Santa Elisa investirá R$ 80 mi na co-geração de energia
PUBLICAÇÃO
terça-feira, 10 de agosto de 1999
Por Kelly Lima 
Ribeirão Preto, SP, 11 (AE) - Pelo menos R$ 80 milhões deverão ser investidos pela Companhia Energética Santa Elisa, de Sertãozinho, para a instalação de uma usina co-geradora de energia, com capacidade para 50 MW de potência, anunciou hoje o presidente da empresa, Maurílio Biagi Filho. Segundo ele, o projeto deve estar concluído até 2002 e prevê ainda uma parceria com a Usina Vale do Rosário, de Morro Agudo, para a venda da energia, proveniente do bagaço de cana-de-açúcar. A Vale do Rosário não informou quanto pretende investir na instalação de uma usina nos mesmos moldes da Santa Elisa dentro de sua própria unidade, mas segundo Biagi, a capacidade de co-geração da Vale será de 100 a 150 MW, fazendo com que juntas elas possam fornecer até 200 MW, o equivalente para abastecer um município com 1.5 milhão de habitantes, por exemplo.
A previsão, segundo Biagi, é de que dentro de três anos
quando as usinas co-geradoras já estiverem instaladas, o processo de fornecimento de energia corresponda a 30% do faturamento da empresa. "Isso trará ganhos para a usina, que deixará de depender do mercado externo, ditando o preço do açúcar e do fornecimento de álcool, por exemplo. É uma terceira e excepcional fonte de renda", comentou. Segundo ele, para compensar os investimentos na nova usina, no entanto, a energia não deverá ser vendida por menos de R$ 55 o MW.

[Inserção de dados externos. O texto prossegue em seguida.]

//! Favorite hotkeys while the world has the input

use glam::Vec2;
use gravekeep_inventory::{HeldVisualSpawner, Inventory, FAVORITE_COUNT};
use serde::{Deserialize, Serialize};

/// Hotbar request decoded from raw input
#[derive(Debug, Clone, Copy, PartialEq, Eq)]
pub enum HotbarCommand {
    /// Equip quick-slot `n` (0-based)
    Equip(usize),
    /// Step the active quick-slot by +1 / -1
    Cycle(i32),
    /// Put the held item away and reset the pointer
    Unequip,
}

/// D-pad tuning
#[derive(Debug, Clone, Copy, PartialEq, Serialize, Deserialize)]
#[serde(default)]
pub struct HotbarSettings {
    /// Axis value that counts as a press
    pub dpad_threshold: f32,
    /// Magnitude under which the pad counts as released
    pub deadzone: f32,
}

impl Default for HotbarSettings {
    fn default() -> Self {
        Self {
            dpad_threshold: 0.5,
            deadzone: 0.1,
        }
    }
}

/// Turns number keys and D-pad input into hotbar commands.
///
/// The D-pad is edge-triggered: after a press it stays latched until the
/// pad returns inside the dead zone.
#[derive(Debug, Clone, Default)]
pub struct HotbarInput {
    settings: HotbarSettings,
    latched: bool,
}

impl HotbarInput {
    pub fn new(settings: HotbarSettings) -> Self {
        Self {
            settings,
            latched: false,
        }
    }

    /// Number key `1..=4`
    pub fn key(&self, key: usize) -> Option<HotbarCommand> {
        (1..=FAVORITE_COUNT)
            .contains(&key)
            .then(|| HotbarCommand::Equip(key - 1))
    }

    /// Current D-pad vector
    pub fn dpad(&mut self, value: Vec2) -> Option<HotbarCommand> {
        if self.latched {
            if value.length() < self.settings.deadzone {
                self.latched = false;
            }
            return None;
        }

        let threshold = self.settings.dpad_threshold;
        let command = if value.x > threshold {
            HotbarCommand::Cycle(1)
        } else if value.x < -threshold {
            HotbarCommand::Cycle(-1)
        } else if value.y < -threshold {
            HotbarCommand::Unequip
        } else {
            return None;
        };
        self.latched = true;
        Some(command)
    }

    /// Run a command against the inventory
    pub fn apply<S: HeldVisualSpawner + ?Sized>(
        command: HotbarCommand,
        inventory: &mut Inventory,
        spawner: &mut S,
    ) -> bool {
        match command {
            HotbarCommand::Equip(favorite) => inventory.equip_favorite(favorite, spawner),
            HotbarCommand::Cycle(direction) => inventory.cycle_favorite(direction, spawner),
            HotbarCommand::Unequip => {
                inventory.stow(spawner);
                true
            }
        }
    }
}

#[cfg(test)]
mod tests {
    use super::*;
    use gravekeep_inventory::{ItemCategory, ItemDefinition, RecordingScene};

    #[test]
    fn test_number_keys() {
        let hotbar = HotbarInput::default();

        assert_eq!(hotbar.key(1), Some(HotbarCommand::Equip(0)));
        assert_eq!(hotbar.key(4), Some(HotbarCommand::Equip(3)));
        assert_eq!(hotbar.key(0), None);
        assert_eq!(hotbar.key(5), None);
    }

    #[test]
    fn test_dpad_edge_triggered() {
        let mut hotbar = HotbarInput::default();

        assert_eq!(hotbar.dpad(Vec2::X), Some(HotbarCommand::Cycle(1)));
        assert_eq!(hotbar.dpad(Vec2::X), None);
        assert_eq!(hotbar.dpad(Vec2::new(0.3, 0.0)), None); // still outside dead zone
        assert_eq!(hotbar.dpad(Vec2::ZERO), None);
        assert_eq!(hotbar.dpad(-Vec2::X), Some(HotbarCommand::Cycle(-1)));
        hotbar.dpad(Vec2::ZERO);
        assert_eq!(hotbar.dpad(-Vec2::Y), Some(HotbarCommand::Unequip));
        hotbar.dpad(Vec2::ZERO);
        assert_eq!(hotbar.dpad(Vec2::Y), None);
    }

    #[test]
    fn test_apply_equips_and_stows() {
        let mut inventory = Inventory::new(10, 3);
        let mut scene = RecordingScene::default();
        let shovel = ItemDefinition::new("shovel", "Shovel")
            .with_category(ItemCategory::Tool)
            .with_world_prefab("shovel")
            .into_ref();
        inventory.add_item(&shovel, 1);
        inventory.assign_favorite(0);

        assert!(HotbarInput::apply(HotbarCommand::Equip(0), &mut inventory, &mut scene));
        assert_eq!(inventory.equipped_slot(), Some(0));
        assert!(!HotbarInput::apply(HotbarCommand::Equip(2), &mut inventory, &mut scene));
        assert_eq!(inventory.equipped_slot(), None);

        HotbarInput::apply(HotbarCommand::Cycle(-1), &mut inventory, &mut scene);
        assert_eq!(inventory.favorites().active(), Some(1));

        HotbarInput::apply(HotbarCommand::Unequip, &mut inventory, &mut scene);
        assert_eq!(inventory.favorites().active(), None);
        assert!(scene.live.is_empty());
    }
}
//! A single inventory cell

use crate::item::{same_item, ItemDefinition, ItemRef};

/// One addressable inventory cell holding zero or one stack.
///
/// `quantity == 0` exactly when `item` is `None`; every mutator below keeps
/// that true, which is why the fields are private.
#[derive(Debug, Clone, Default)]
pub struct Slot {
    item: Option<ItemRef>,
    quantity: u32,
}

impl Slot {
    /// An empty slot
    pub fn empty() -> Self {
        Self::default()
    }

    /// A slot holding `quantity` units of `item`; zero units yields an empty slot
    pub fn with_item(item: ItemRef, quantity: u32) -> Self {
        if quantity == 0 {
            Self::empty()
        } else {
            Self {
                item: Some(item),
                quantity,
            }
        }
    }

    pub fn item(&self) -> Option<&ItemRef> {
        self.item.as_ref()
    }

    pub fn quantity(&self) -> u32 {
        self.quantity
    }

    pub fn is_empty(&self) -> bool {
        self.item.is_none()
    }

    /// Check whether this slot holds `item`
    pub fn holds(&self, item: &ItemDefinition) -> bool {
        self.item.as_ref().map(|i| same_item(i, item)).unwrap_or(false)
    }

    /// Units that still fit on top of the current stack
    pub fn space_remaining(&self) -> u32 {
        match &self.item {
            Some(item) => item.stack_limit().saturating_sub(self.quantity),
            None => 0,
        }
    }

    /// Place `amount` units of `item` into an empty slot, clamped to the
    /// stack limit. Returns the units that did not fit.
    pub(crate) fn fill(&mut self, item: &ItemRef, amount: u32) -> u32 {
        debug_assert!(self.is_empty());
        let placed = amount.min(item.stack_limit());
        if placed > 0 {
            self.item = Some(item.clone());
            self.quantity = placed;
        }
        amount - placed
    }

    /// Add to the existing stack (returns overflow)
    pub(crate) fn add(&mut self, amount: u32) -> u32 {
        let to_add = amount.min(self.space_remaining());
        self.quantity += to_add;
        amount - to_add
    }

    /// Remove units (returns amount actually removed); clears the slot at zero
    pub(crate) fn remove(&mut self, amount: u32) -> u32 {
        let removed = amount.min(self.quantity);
        self.quantity -= removed;
        if self.quantity == 0 {
            self.item = None;
        }
        removed
    }

    /// Empty the slot, returning what it held
    pub(crate) fn take(&mut self) -> Option<(ItemRef, u32)> {
        let quantity = std::mem::take(&mut self.quantity);
        self.item.take().map(|item| (item, quantity))
    }

    /// `quantity == 0 ⇔ item is empty`
    pub fn is_consistent(&self) -> bool {
        (self.quantity == 0) == self.item.is_none()
    }
}

impl PartialEq for Slot {
    fn eq(&self, other: &Self) -> bool {
        self.quantity == other.quantity
            && match (&self.item, &other.item) {
                (Some(a), Some(b)) => same_item(a, b),
                (None, None) => true,
                _ => false,
            }
    }
}
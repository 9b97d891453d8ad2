//! Inventory: the mutation surface shared by every input path
//!
//! Drag-and-drop, the gamepad hold-drag, the context menu and the hotbar all
//! end up calling the operations here. Each one runs to completion, keeps
//! favorites and the equipped slot in step with the slots, and queues a
//! `Refreshed` event for the renderers.

use crate::equipment::{EquipmentController, EquippedState};
use crate::event::InventoryEvent;
use crate::favorites::{FavoriteAssignment, FavoritesBinder, FAVORITE_COUNT};
use crate::item::ItemRef;
use crate::scene::{HeldVisualSpawner, Scene, WorldDrop};
use crate::stacking::{self, ReorderAction};
use crate::store::SlotStore;
use crate::world::{SpawnPose, WorldItem};

/// Slot grid plus the favorites and equipment that reference it
#[derive(Debug, Clone)]
pub struct Inventory {
    store: SlotStore,
    favorites: FavoritesBinder,
    equipment: EquipmentController,
    events: Vec<InventoryEvent>,
}

impl Inventory {
    /// Create an inventory with a `columns × rows` grid
    pub fn new(columns: usize, rows: usize) -> Self {
        Self {
            store: SlotStore::new(columns, rows),
            favorites: FavoritesBinder::new(),
            equipment: EquipmentController::new(),
            events: Vec::new(),
        }
    }

    pub fn store(&self) -> &SlotStore {
        &self.store
    }

    pub fn favorites(&self) -> &FavoritesBinder {
        &self.favorites
    }

    pub fn equipped(&self) -> Option<EquippedState> {
        self.equipment.state()
    }

    pub fn equipped_slot(&self) -> Option<usize> {
        self.equipment.equipped_slot()
    }

    /// Definition of the held item, for "requires tool X" checks
    pub fn equipped_item_definition(&self) -> Option<&ItemRef> {
        self.equipment.equipped_item(&self.store)
    }

    pub fn favorite_index_of(&self, slot: usize) -> Option<usize> {
        self.favorites.favorite_index_of(slot)
    }

    /// Add units of an item.
    ///
    /// Returns `false` when some units found no room. Units that did fit
    /// stay in the inventory either way.
    pub fn add_item(&mut self, item: &ItemRef, amount: u32) -> bool {
        if amount == 0 {
            return true;
        }
        let plan = self.store.add_item(item, amount);
        for placement in &plan.placements {
            self.events.push(InventoryEvent::ItemAdded {
                slot: placement.slot,
                item_id: item.id.clone(),
                quantity: placement.amount,
            });
        }
        if !plan.is_complete() {
            log::warn!(
                "Inventory full: {} of {} x '{}' did not fit",
                plan.leftover,
                amount,
                item.id
            );
            self.events.push(InventoryEvent::Full {
                item_id: item.id.clone(),
                overflow: plan.leftover,
            });
        }
        self.refreshed();
        plan.is_complete()
    }

    /// Pick up a world item; the caller removes it from the world on `true`
    pub fn pickup(&mut self, world_item: &WorldItem) -> bool {
        self.add_item(&world_item.item, world_item.quantity)
    }

    /// Exchange two slots. Favorites and the equipped slot move with them.
    pub fn swap(&mut self, a: usize, b: usize) -> bool {
        if !self.store.swap(a, b) {
            return false;
        }
        self.favorites.on_swap(a, b);
        self.equipment.on_swap(a, b);
        self.events.push(InventoryEvent::Swapped { slot_a: a, slot_b: b });
        self.refreshed();
        true
    }

    /// Move units from `source` onto a matching stack at `target`
    pub fn merge(&mut self, source: usize, target: usize) -> u32 {
        let moved = self.store.merge(source, target);
        if moved == 0 {
            return 0;
        }
        if !self.store.is_occupied(source) {
            // the held stack was absorbed into the target stack
            self.equipment.relocate(source, target);
        }
        self.events.push(InventoryEvent::Merged {
            source,
            target,
            amount: moved,
        });
        self.refreshed();
        moved
    }

    /// Commit a reorder: merge onto a matching stack with room, otherwise swap
    pub fn reorder(&mut self, source: usize, target: usize) -> ReorderAction {
        if source == target {
            return ReorderAction::None;
        }
        let (Some(src), Some(dst)) = (self.store.get(source), self.store.get(target)) else {
            return ReorderAction::None;
        };
        let action = stacking::resolve_reorder(src, dst);
        match action {
            ReorderAction::Merge { .. } => {
                self.merge(source, target);
            }
            ReorderAction::Swap => {
                self.swap(source, target);
            }
            ReorderAction::None => {}
        }
        action
    }

    /// Split one unit off into the first empty slot
    pub fn split(&mut self, index: usize) -> Option<usize> {
        let target = self.store.split(index)?;
        self.events.push(InventoryEvent::Split {
            source: index,
            target,
        });
        self.refreshed();
        Some(target)
    }

    /// Empty a slot into the world at `pose`
    pub fn drop_item<S: Scene + ?Sized>(&mut self, index: usize, pose: SpawnPose, scene: &mut S) -> bool {
        let Some((item, quantity)) = self.release(index, scene) else {
            return false;
        };
        if item.world_prefab.is_none() {
            log::warn!("Dropping '{}' which has no world prefab", item.id);
        }
        self.events.push(InventoryEvent::Dropped {
            slot: index,
            item_id: item.id.clone(),
            quantity,
        });
        scene.spawn_dropped(WorldDrop {
            item,
            quantity,
            pose,
        });
        self.refreshed();
        true
    }

    /// Empty a slot because its item was destroyed by something outside the inventory
    pub fn remove_item<S: HeldVisualSpawner + ?Sized>(
        &mut self,
        index: usize,
        spawner: &mut S,
    ) -> Option<(ItemRef, u32)> {
        let removed = self.release(index, spawner)?;
        self.events.push(InventoryEvent::Removed {
            slot: index,
            item_id: removed.0.id.clone(),
        });
        self.refreshed();
        Some(removed)
    }

    /// Tools are equipped; anything else is only reported as used
    pub fn use_item<S: HeldVisualSpawner + ?Sized>(&mut self, index: usize, spawner: &mut S) -> bool {
        let Some(item) = self.store.item_at(index) else {
            return false;
        };
        if item.is_tool() {
            return self.equip(index, spawner);
        }
        log::info!("Used '{}' from slot {}", item.name, index);
        let item_id = item.id.clone();
        self.events.push(InventoryEvent::Used { slot: index, item_id });
        true
    }

    /// Hold the item in `index`
    pub fn equip<S: HeldVisualSpawner + ?Sized>(&mut self, index: usize, spawner: &mut S) -> bool {
        if !self.store.is_occupied(index) {
            return false;
        }
        if let Some(previous) = self.equipment.unequip(spawner) {
            self.events.push(InventoryEvent::Unequipped { slot: previous });
        }
        let equipped = self.equipment.equip(index, &self.store, spawner);
        if equipped {
            self.events.push(InventoryEvent::Equipped { slot: index });
        }
        equipped
    }

    /// Put the held item away
    pub fn unequip<S: HeldVisualSpawner + ?Sized>(&mut self, spawner: &mut S) -> Option<usize> {
        let slot = self.equipment.unequip(spawner)?;
        self.events.push(InventoryEvent::Unequipped { slot });
        Some(slot)
    }

    /// Cycle a tool slot through the quick-slots
    pub fn assign_favorite(&mut self, index: usize) -> FavoriteAssignment {
        let assignment = self.favorites.assign(index, &self.store);
        if assignment != FavoriteAssignment::Rejected {
            self.events.push(InventoryEvent::FavoriteChanged {
                slot: index,
                assignment,
            });
        }
        assignment
    }

    /// Equip whatever quick-slot `favorite` points at, or put the hands away
    pub fn equip_favorite<S: HeldVisualSpawner + ?Sized>(&mut self, favorite: usize, spawner: &mut S) -> bool {
        if favorite >= FAVORITE_COUNT {
            return false;
        }
        self.favorites.select(favorite);
        match self.favorites.resolve(favorite, &self.store) {
            Some(slot) => self.equip(slot, spawner),
            None => {
                log::info!("Favorite slot {} is empty", favorite + 1);
                self.unequip(spawner);
                false
            }
        }
    }

    /// Step the hotbar pointer and equip what it lands on
    pub fn cycle_favorite<S: HeldVisualSpawner + ?Sized>(&mut self, direction: i32, spawner: &mut S) -> bool {
        let favorite = self.favorites.cycle(direction);
        self.equip_favorite(favorite, spawner)
    }

    /// Unequip and reset the hotbar pointer
    pub fn stow<S: HeldVisualSpawner + ?Sized>(&mut self, spawner: &mut S) {
        self.unequip(spawner);
        self.favorites.clear_active();
    }

    /// Take queued events
    pub fn drain_events(&mut self) -> Vec<InventoryEvent> {
        std::mem::take(&mut self.events)
    }

    /// Check the cross-component invariants
    pub fn is_consistent(&self) -> bool {
        let equipped_ok = self
            .equipped_slot()
            .map(|slot| self.store.is_occupied(slot))
            .unwrap_or(true);
        let favorites_ok = self.favorites.bindings().iter().flatten().all(|&slot| {
            self.store.item_at(slot).map(|i| i.is_tool()).unwrap_or(false)
        });
        self.store.is_consistent() && equipped_ok && favorites_ok
    }

    /// Clear a slot, unequipping and unbinding it first
    fn release<S: HeldVisualSpawner + ?Sized>(
        &mut self,
        index: usize,
        spawner: &mut S,
    ) -> Option<(ItemRef, u32)> {
        if !self.store.is_occupied(index) {
            return None;
        }
        if self.equipped_slot() == Some(index) {
            self.unequip(spawner);
        }
        self.favorites.unbind_slot(index);
        self.store.take(index)
    }

    fn refreshed(&mut self) {
        self.favorites.prune(&self.store);
        self.events.push(InventoryEvent::Refreshed);
    }
}

impl Default for Inventory {
    fn default() -> Self {
        Self::new(10, 3)
    }
}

Hoje a empresa já comercializa cerca de 8,5MW com a Companhia Paulista de Força e Luz (CPFL) por R$ 40,00 o MW. No total, a Santa Elisa produz 30 MW, dos quais consome 20MW.
O projeto de instalação das usinas fornecedoras de energia teve como primeiro passo o contrato inédito no País, firmado entre a Santa Elisa, a Vale do Rosário e a Enron, para suprir a Elfusa, produtora de óxido de alumínio, em São João da Boa Vista (SP). Em operação desde o dia 1º, o projeto é o primeiro na história do País, no qual uma indústria recebe eletricidade de uma geradora instalada fora da região onde é abastecida. A operação foi possível somente pela existência de um novo operador no negócio: a comercializadora de energia, no caso, a Enron, que comprou a energia disponível das duas usinas e utiliza os cabos de distribuição da CPFL, Cesp e Elektro.
A Enron é uma das quatro comercializadoras que receberam autorização da Agência Nacional de Energia Elétrica (Aneel) para operar no negócio. "Este é um setor que, em breve, estará sendo descoberto e não foi à toa que a Santa Elisa mudou seu nome de Usina para Companhia Energética há dois anos", lembra Maurílio Biagi, referindo-se ao processo de fusão da empresa com a Usina São Geraldo e Bradesco. Pelo contrato, as duas usinas fornecem cada uma apenas 1,5 MW para a Enron, que repassa para a Elfusa. "O volume ainda é pequeno, mas estamos interessados na alavancagem do processo", disse. A Enron deverá pagar os mesmos R$ 40,00 cobrados da CPFL por MW.
Com a compra de energia gerada a partir do bagaço da cana, a Elfusa, informou sua assessoria, deverá economizar entre 5% e 10% do total que seria gasto com a energia convencional. Segundo informou a assessoria, a empresa pertencente ao grupo de mineração Corumbaba, que extrai bauxita em Poços de Caldas (MG), 32,5 MW de energia. O volume adicional que está recebendo desde o início de agosto, de 3MW, é responsável por atender a um pedido adicional de 500 toneladas de óxido de alumínio, sendo que a empresa produz mensalmente R$ 4,5 mil toneladas.